-- The input --
::::::

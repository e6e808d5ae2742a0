//! Portable PTY: open a pseudo-terminal and spawn a shell in it. The reader
//! runs on a dedicated OS thread (portable_pty's reader is blocking); output
//! is forwarded to an async channel. Resize and write go through the master
//! directly, guarded by a lock since portable_pty's handles aren't `Sync`
//! on every backend.

use std::io::{Read, Write};
use std::sync::{Arc, Mutex};

use portable_pty::{native_pty_system, CommandBuilder, PtySize};
use tokio::sync::mpsc;

use crate::config::ShellSpec;
use crate::error::PtyError;

/// One open pseudo-terminal plus the shell running inside it.
pub trait Pty: Send + Sync {
    fn write(&self, buf: &[u8]) -> std::io::Result<usize>;
    fn resize(&self, cols: u16, rows: u16) -> std::io::Result<()>;
    fn close(&self) -> std::io::Result<()>;
    /// Device path of the slave side, e.g. `/dev/pts/4`. Empty if unknown.
    fn tty_path(&self) -> &str;
    fn pid(&self) -> u32;
}

/// portable_pty's ptsname isn't re-entrant; serialize calls process-wide.
static PTSNAME_LOCK: Mutex<()> = Mutex::new(());

#[cfg(unix)]
fn tty_path_of(master: &dyn portable_pty::MasterPty) -> String {
    let Some(fd) = master.as_raw_fd() else {
        return String::new();
    };
    let _guard = PTSNAME_LOCK.lock().unwrap_or_else(|e| e.into_inner());
    unsafe {
        let ptr = libc::ptsname(fd);
        if ptr.is_null() {
            return String::new();
        }
        std::ffi::CStr::from_ptr(ptr).to_string_lossy().into_owned()
    }
}

#[cfg(not(unix))]
fn tty_path_of(_master: &dyn portable_pty::MasterPty) -> String {
    String::new()
}

pub struct RealPty {
    master: Mutex<Box<dyn portable_pty::MasterPty + Send>>,
    writer: Mutex<Box<dyn Write + Send>>,
    child: Arc<Mutex<Box<dyn portable_pty::Child + Send + Sync>>>,
    tty_path: String,
    pid: u32,
}

impl Pty for RealPty {
    fn write(&self, buf: &[u8]) -> std::io::Result<usize> {
        let mut w = self.writer.lock().unwrap_or_else(|e| e.into_inner());
        w.write_all(buf)?;
        w.flush()?;
        Ok(buf.len())
    }

    fn resize(&self, cols: u16, rows: u16) -> std::io::Result<()> {
        let master = self.master.lock().unwrap_or_else(|e| e.into_inner());
        master
            .resize(PtySize {
                cols,
                rows,
                pixel_width: 0,
                pixel_height: 0,
            })
            .map_err(|e| std::io::Error::new(std::io::ErrorKind::Other, e))
    }

    fn close(&self) -> std::io::Result<()> {
        let mut child = self.child.lock().unwrap_or_else(|e| e.into_inner());
        child.kill()?;
        let _ = child.wait();
        Ok(())
    }

    fn tty_path(&self) -> &str {
        &self.tty_path
    }

    fn pid(&self) -> u32 {
        self.pid
    }
}

/// Builds the command to spawn inside the PTY. When `tmux_target` is set,
/// the PTY runs `tmux attach-session -t <target>` instead of the configured
/// shell — a `create` naming a tmux session/window must actually land inside
/// that tmux session, not a bare shell that merely claims to be attached.
#[cfg(unix)]
fn build_command(shell: &ShellSpec, cwd: Option<&str>, tmux_target: Option<&str>) -> CommandBuilder {
    let mut c = if let Some(target) = tmux_target {
        let mut c = CommandBuilder::new("tmux");
        c.arg("attach-session");
        c.arg("-t");
        c.arg(target);
        c
    } else {
        let mut c = CommandBuilder::new(&shell.program);
        for arg in &shell.args {
            c.arg(arg);
        }
        c
    };
    c.env("TERM", "xterm-256color");
    c.env("COLORTERM", "truecolor");
    if let Some(dir) = cwd {
        c.cwd(dir);
    }
    c
}

#[cfg(windows)]
fn build_command(shell: &ShellSpec, cwd: Option<&str>, tmux_target: Option<&str>) -> CommandBuilder {
    let mut c = if let Some(target) = tmux_target {
        let mut c = CommandBuilder::new("tmux");
        c.arg("attach-session");
        c.arg("-t");
        c.arg(target);
        c
    } else {
        let mut c = CommandBuilder::new(&shell.program);
        for arg in &shell.args {
            c.arg(arg);
        }
        c
    };
    if let Some(dir) = cwd {
        c.cwd(dir);
    }
    c
}

/// Open a PTY and spawn `shell` in it (or, if `tmux_target` is set, attach to
/// that tmux session/window instead). Returns the handle, a channel that
/// receives raw output chunks until the shell exits and the reader thread
/// hits EOF, and a one-shot-ish channel that yields the exit code once the
/// child has terminated.
pub fn open_pty(
    shell: &ShellSpec,
    cwd: Option<&str>,
    tmux_target: Option<&str>,
) -> Result<(Arc<dyn Pty>, mpsc::Receiver<Vec<u8>>, mpsc::Receiver<i32>), PtyError> {
    let pty_system = native_pty_system();
    let pair = pty_system
        .openpty(PtySize {
            rows: 24,
            cols: 80,
            pixel_width: 0,
            pixel_height: 0,
        })
        .map_err(|e| PtyError::Open(std::io::Error::new(std::io::ErrorKind::Other, e)))?;

    let cmd = build_command(shell, cwd, tmux_target);
    let child = pair
        .slave
        .spawn_command(cmd)
        .map_err(|e| PtyError::Spawn(std::io::Error::new(std::io::ErrorKind::Other, e)))?;
    let pid = child.process_id().unwrap_or(0);

    let mut reader = pair
        .master
        .try_clone_reader()
        .map_err(|e| PtyError::Open(std::io::Error::new(std::io::ErrorKind::Other, e)))?;
    let writer = pair
        .master
        .take_writer()
        .map_err(|e| PtyError::Open(std::io::Error::new(std::io::ErrorKind::Other, e)))?;

    let tty_path = tty_path_of(pair.master.as_ref());
    let child = Arc::new(Mutex::new(child));

    let (tx, rx) = mpsc::channel::<Vec<u8>>(256);
    std::thread::spawn(move || {
        let mut buf = [0u8; 4096];
        loop {
            match reader.read(&mut buf) {
                Ok(0) => break,
                Ok(n) => {
                    if tx.blocking_send(buf[..n].to_vec()).is_err() {
                        break;
                    }
                }
                Err(_) => break,
            }
        }
    });

    let (exit_tx, exit_rx) = mpsc::channel::<i32>(1);
    let child_poll = Arc::clone(&child);
    std::thread::spawn(move || loop {
        let status = {
            let mut guard = match child_poll.lock() {
                Ok(g) => g,
                Err(_) => break,
            };
            match guard.try_wait() {
                Ok(None) => None,
                Ok(Some(s)) => Some(s.exit_code() as i32),
                Err(_) => break,
            }
        };
        match status {
            Some(code) => {
                let _ = exit_tx.blocking_send(code);
                break;
            }
            None => std::thread::sleep(std::time::Duration::from_millis(500)),
        }
    });

    let pty = Arc::new(RealPty {
        master: Mutex::new(pair.master),
        writer: Mutex::new(writer),
        child,
        tty_path,
        pid,
    });
    Ok((pty, rx, exit_rx))
}

/// In-memory double for tests: queue bytes to be "read" from the pty, and
/// record writes/resizes for assertion. `push_output`/`push_exit` feed the
/// same shape of channels `open_pty` hands to `spawn_read_pump`, so a test
/// can drive the read pump exactly as a real PTY would.
#[cfg(any(test, feature = "test-support"))]
pub mod fake {
    use super::Pty;
    use parking_lot::Mutex;
    use tokio::sync::mpsc;

    pub struct FakePty {
        written: Mutex<Vec<u8>>,
        last_resize: Mutex<Option<(u16, u16)>>,
        closed: Mutex<bool>,
        tty_path: String,
        pid: u32,
        fail_write: Mutex<bool>,
        output_tx: Mutex<Option<mpsc::Sender<Vec<u8>>>>,
        output_rx: Mutex<Option<mpsc::Receiver<Vec<u8>>>>,
        exit_tx: Mutex<Option<mpsc::Sender<i32>>>,
        exit_rx: Mutex<Option<mpsc::Receiver<i32>>>,
    }

    impl FakePty {
        pub fn new(tty_path: impl Into<String>, pid: u32) -> Self {
            let (output_tx, output_rx) = mpsc::channel(256);
            let (exit_tx, exit_rx) = mpsc::channel(1);
            Self {
                written: Mutex::new(Vec::new()),
                last_resize: Mutex::new(None),
                closed: Mutex::new(false),
                tty_path: tty_path.into(),
                pid,
                fail_write: Mutex::new(false),
                output_tx: Mutex::new(Some(output_tx)),
                output_rx: Mutex::new(Some(output_rx)),
                exit_tx: Mutex::new(Some(exit_tx)),
                exit_rx: Mutex::new(Some(exit_rx)),
            }
        }

        pub fn written(&self) -> Vec<u8> {
            self.written.lock().clone()
        }

        pub fn last_resize(&self) -> Option<(u16, u16)> {
            *self.last_resize.lock()
        }

        pub fn is_closed(&self) -> bool {
            *self.closed.lock()
        }

        pub fn set_fail_write(&self, fail: bool) {
            *self.fail_write.lock() = fail;
        }

        /// Takes the receiving half of the output channel, to be handed to
        /// `spawn_read_pump` in place of `open_pty`'s real reader thread.
        /// Panics if called more than once per `FakePty`.
        pub fn take_output_rx(&self) -> mpsc::Receiver<Vec<u8>> {
            self.output_rx
                .lock()
                .take()
                .expect("output receiver already taken")
        }

        pub fn take_exit_rx(&self) -> mpsc::Receiver<i32> {
            self.exit_rx
                .lock()
                .take()
                .expect("exit receiver already taken")
        }

        /// Injects a chunk of "output" as if the shell had written it.
        pub fn push_output(&self, bytes: impl Into<Vec<u8>>) {
            if let Some(tx) = self.output_tx.lock().as_ref() {
                let _ = tx.try_send(bytes.into());
            }
        }

        /// Simulates EOF on the reader: no more output will ever arrive.
        pub fn close_output(&self) {
            self.output_tx.lock().take();
        }

        /// Injects a process exit code, as the exit-poll thread would.
        pub fn push_exit(&self, code: i32) {
            if let Some(tx) = self.exit_tx.lock().take() {
                let _ = tx.try_send(code);
            }
        }
    }

    impl Pty for FakePty {
        fn write(&self, buf: &[u8]) -> std::io::Result<usize> {
            if *self.fail_write.lock() {
                return Err(std::io::Error::new(std::io::ErrorKind::BrokenPipe, "fake write failure"));
            }
            self.written.lock().extend_from_slice(buf);
            Ok(buf.len())
        }

        fn resize(&self, cols: u16, rows: u16) -> std::io::Result<()> {
            *self.last_resize.lock() = Some((cols, rows));
            Ok(())
        }

        fn close(&self) -> std::io::Result<()> {
            *self.closed.lock() = true;
            Ok(())
        }

        fn tty_path(&self) -> &str {
            &self.tty_path
        }

        fn pid(&self) -> u32 {
            self.pid
        }
    }
}
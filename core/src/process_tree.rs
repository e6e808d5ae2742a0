//! Walk the descendants of a PTY's shell to see what's actually running
//! (e.g. a foreground vim or a tmux-attached client), used for the side
//! status that's richer than "the shell is alive". Depth-capped: a runaway
//! fork bomb should slow a probe, not wedge it.

use sysinfo::{Pid, ProcessRefreshKind, ProcessesToUpdate, System};

const MAX_DEPTH: usize = 10;

/// Command names of every descendant of `pid`, breadth-first, depth-capped.
/// Never errors: an unreadable process table just yields an empty vec.
pub fn descendant_command_names(pid: u32) -> Vec<String> {
    let mut system = System::new();
    system.refresh_processes_specifics(
        ProcessesToUpdate::All,
        true,
        ProcessRefreshKind::everything(),
    );

    let root = Pid::from_u32(pid);
    let mut names = Vec::new();
    let mut frontier = vec![root];
    let mut depth = 0;

    while !frontier.is_empty() && depth < MAX_DEPTH {
        let mut next = Vec::new();
        for parent in &frontier {
            for (child_pid, process) in system.processes() {
                if process.parent() == Some(*parent) {
                    names.push(process.name().to_string_lossy().into_owned());
                    next.push(*child_pid);
                }
            }
        }
        frontier = next;
        depth += 1;
    }
    names
}
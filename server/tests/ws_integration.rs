//! End-to-end coverage over a real bound socket: echoes bytes through an
//! actual PTY, confirms the legacy no-id frame routes unambiguously, and
//! confirms the session registry is shared (so ownership, not connection
//! identity, is what isolates sessions).

use std::net::SocketAddr;
use std::time::Duration;

use futures_util::{SinkExt, StreamExt};
use serde_json::{json, Value};
use tokio::net::{TcpListener, TcpStream};
use tokio_tungstenite::tungstenite::Message;
use tokio_tungstenite::{connect_async, MaybeTlsStream, WebSocketStream};

type WsStream = WebSocketStream<MaybeTlsStream<TcpStream>>;

async fn spawn_server() -> SocketAddr {
    let listener = TcpListener::bind("127.0.0.1:0").await.unwrap();
    let addr = listener.local_addr().unwrap();
    tokio::spawn(async move {
        let _ = muxd::serve(listener).await;
    });
    addr
}

async fn connect(addr: SocketAddr, owner: &str) -> WsStream {
    let url = format!("ws://{addr}/ws?owner={owner}");
    let (ws, _) = connect_async(url).await.expect("websocket connect failed");
    ws
}

async fn send_json(ws: &mut WsStream, value: Value) {
    ws.send(Message::Text(value.to_string().into()))
        .await
        .expect("send failed");
}

async fn recv_json(ws: &mut WsStream) -> Value {
    let msg = tokio::time::timeout(Duration::from_secs(5), ws.next())
        .await
        .expect("timed out waiting for a frame")
        .expect("stream ended")
        .expect("websocket error");
    match msg {
        Message::Text(text) => serde_json::from_str(&text.to_string()).unwrap(),
        other => panic!("expected a text frame, got {other:?}"),
    }
}

/// Keeps reading frames until one satisfies `pred`, or the read budget runs out.
async fn recv_until(ws: &mut WsStream, pred: impl Fn(&Value) -> bool) -> Value {
    for _ in 0..50 {
        let msg = recv_json(ws).await;
        if pred(&msg) {
            return msg;
        }
    }
    panic!("never observed a matching frame");
}

#[tokio::test]
async fn echo_round_trip_through_pty() {
    let addr = spawn_server().await;
    let mut ws = connect(addr, "alice").await;

    send_json(&mut ws, json!({"type": "create"})).await;
    let created = recv_json(&mut ws).await;
    assert_eq!(created["type"], "session_created");
    assert_eq!(created["status"], "connecting");
    let session_id = created["session_id"].as_str().unwrap().to_string();

    send_json(
        &mut ws,
        json!({"type": "input", "session_id": session_id, "data": "echo muxcore-echo-check\n"}),
    )
    .await;

    let output = recv_until(&mut ws, |msg| {
        msg["type"] == "output" && msg["data"].as_str().unwrap_or("").contains("muxcore-echo-check")
    })
    .await;
    assert_eq!(output["session_id"], session_id);

    send_json(&mut ws, json!({"type": "close", "session_id": session_id})).await;
    let exit = recv_until(&mut ws, |msg| msg["type"] == "exit").await;
    assert_eq!(exit["session_id"], session_id);
}

#[tokio::test]
async fn backwards_compatible_frame_routes_to_sole_session() {
    let addr = spawn_server().await;
    let mut ws = connect(addr, "bob").await;

    send_json(&mut ws, json!({"type": "create"})).await;
    let created = recv_json(&mut ws).await;
    assert_eq!(created["type"], "session_created");

    // No session_id: with exactly one session on this connection, this must
    // route there rather than erroring as "missing session_id".
    send_json(&mut ws, json!({"type": "input", "data": "echo legacy-frame-routed\n"})).await;

    let output = recv_until(&mut ws, |msg| {
        msg["type"] == "output"
            && msg["data"].as_str().unwrap_or("").contains("legacy-frame-routed")
    })
    .await;
    assert_eq!(output["type"], "output");
}

#[tokio::test]
async fn sessions_are_isolated_by_owner_not_by_connection() {
    let addr = spawn_server().await;
    let mut alice = connect(addr, "alice").await;
    let mut mallory = connect(addr, "mallory").await;

    send_json(&mut alice, json!({"type": "create"})).await;
    let created = recv_json(&mut alice).await;
    let session_id = created["session_id"].as_str().unwrap().to_string();

    // The registry is shared (mallory's connection can resolve alice's id at
    // all), but ownership still gates the operation.
    send_json(
        &mut mallory,
        json!({"type": "input", "session_id": session_id, "data": "nope\n"}),
    )
    .await;
    let msg = recv_json(&mut mallory).await;
    assert_eq!(msg["type"], "error");
}
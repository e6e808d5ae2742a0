//! Host `tmux` client probes. Exit code 1 from `tmux list-*` means "no
//! server running", which is an empty result, not an error — only a spawn
//! failure or a genuine non-1 exit is surfaced as `TmuxError`.

use std::collections::HashMap;
use std::process::Output;
use std::time::Duration;

use serde::Serialize;
use tokio::process::Command;
use tokio::time::timeout;

use crate::error::TmuxError;

/// One entry of `tmux list-sessions`.
#[derive(Debug, Clone, PartialEq, Eq, Serialize)]
pub struct TmuxSessionInfo {
    pub name: String,
    pub windows: u32,
    /// Number of clients currently attached, not just whether any are —
    /// a change from 1 to 2 attached clients is a real update to relay.
    pub attached: u32,
}

/// Builds the `-t` target string for `tmux attach-session`: a bare session
/// name, or `session:window` when a specific window index was requested.
pub fn attach_target(session: &str, window: Option<u32>) -> String {
    match window {
        Some(w) => format!("{session}:{w}"),
        None => session.to_string(),
    }
}

async fn run_tmux(args: &[&str], probe_timeout: Duration) -> Result<Output, TmuxError> {
    let fut = Command::new("tmux").args(args).output();
    match timeout(probe_timeout, fut).await {
        Ok(Ok(output)) => Ok(output),
        Ok(Err(err)) => Err(TmuxError::Spawn(err)),
        Err(_) => Err(TmuxError::Timeout),
    }
}

fn is_empty_result(output: &Output) -> bool {
    output.status.code() == Some(1)
}

/// Per-client tty-path -> attached tmux session name.
pub async fn list_clients(probe_timeout: Duration) -> Result<HashMap<String, String>, TmuxError> {
    let output = run_tmux(
        &["list-clients", "-F", "#{client_tty}\t#{client_session}"],
        probe_timeout,
    )
    .await?;

    if is_empty_result(&output) {
        return Ok(HashMap::new());
    }
    if !output.status.success() {
        return Err(TmuxError::NonZeroExit(output.status.code().unwrap_or(-1)));
    }

    let mut map = HashMap::new();
    for line in String::from_utf8_lossy(&output.stdout).lines() {
        let mut parts = line.splitn(2, '\t');
        if let (Some(tty), Some(session)) = (parts.next(), parts.next()) {
            if !tty.is_empty() {
                map.insert(tty.to_string(), session.to_string());
            }
        }
    }
    Ok(map)
}

/// All tmux sessions with window count and attached flag.
pub async fn list_sessions(probe_timeout: Duration) -> Result<Vec<TmuxSessionInfo>, TmuxError> {
    let output = run_tmux(
        &[
            "list-sessions",
            "-F",
            "#{session_name}\t#{session_windows}\t#{session_attached}",
        ],
        probe_timeout,
    )
    .await?;

    if is_empty_result(&output) {
        return Ok(Vec::new());
    }
    if !output.status.success() {
        return Err(TmuxError::NonZeroExit(output.status.code().unwrap_or(-1)));
    }

    let mut sessions = Vec::new();
    for line in String::from_utf8_lossy(&output.stdout).lines() {
        let mut parts = line.splitn(3, '\t');
        let (Some(name), Some(windows), Some(attached)) =
            (parts.next(), parts.next(), parts.next())
        else {
            continue;
        };
        let Ok(windows) = windows.parse::<u32>() else {
            continue;
        };
        let Ok(attached) = attached.parse::<u32>() else {
            continue;
        };
        sessions.push(TmuxSessionInfo {
            name: name.to_string(),
            windows,
            attached,
        });
    }
    Ok(sessions)
}

/// Kill the named tmux session server-side. A session that's already gone
/// (exit code 1, tmux's "no such session") is treated as success, not an error.
pub async fn kill_session(name: &str, probe_timeout: Duration) -> Result<(), TmuxError> {
    let output = run_tmux(&["kill-session", "-t", name], probe_timeout).await?;
    if output.status.success() || is_empty_result(&output) {
        Ok(())
    } else {
        Err(TmuxError::NonZeroExit(output.status.code().unwrap_or(-1)))
    }
}

#[cfg(test)]
mod tests {
    use super::*;

    #[test]
    fn parses_well_formed_client_line() {
        let map_line = "/dev/pts/5\twork";
        let mut parts = map_line.splitn(2, '\t');
        let tty = parts.next().unwrap();
        let session = parts.next().unwrap();
        assert_eq!(tty, "/dev/pts/5");
        assert_eq!(session, "work");
    }

    #[test]
    fn session_attached_count_parses_as_u32() {
        assert_eq!("2".parse::<u32>().unwrap(), 2);
    }

    #[tokio::test]
    async fn list_clients_against_missing_binary_times_out_or_errors() {
        // Can't assume tmux is installed in the test environment; just assert
        // the call resolves one way or another within the bound.
        let result = list_clients(Duration::from_millis(500)).await;
        let _ = result;
    }
}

::::::

-- Aim of the task --
Find the word "actually" in the entries and show each line where it is found.

-- Solution for this problem --
/// shell — a `create` naming a tmux session/window must actually land inside
//! Walk the descendants of a PTY's shell to see what's actually running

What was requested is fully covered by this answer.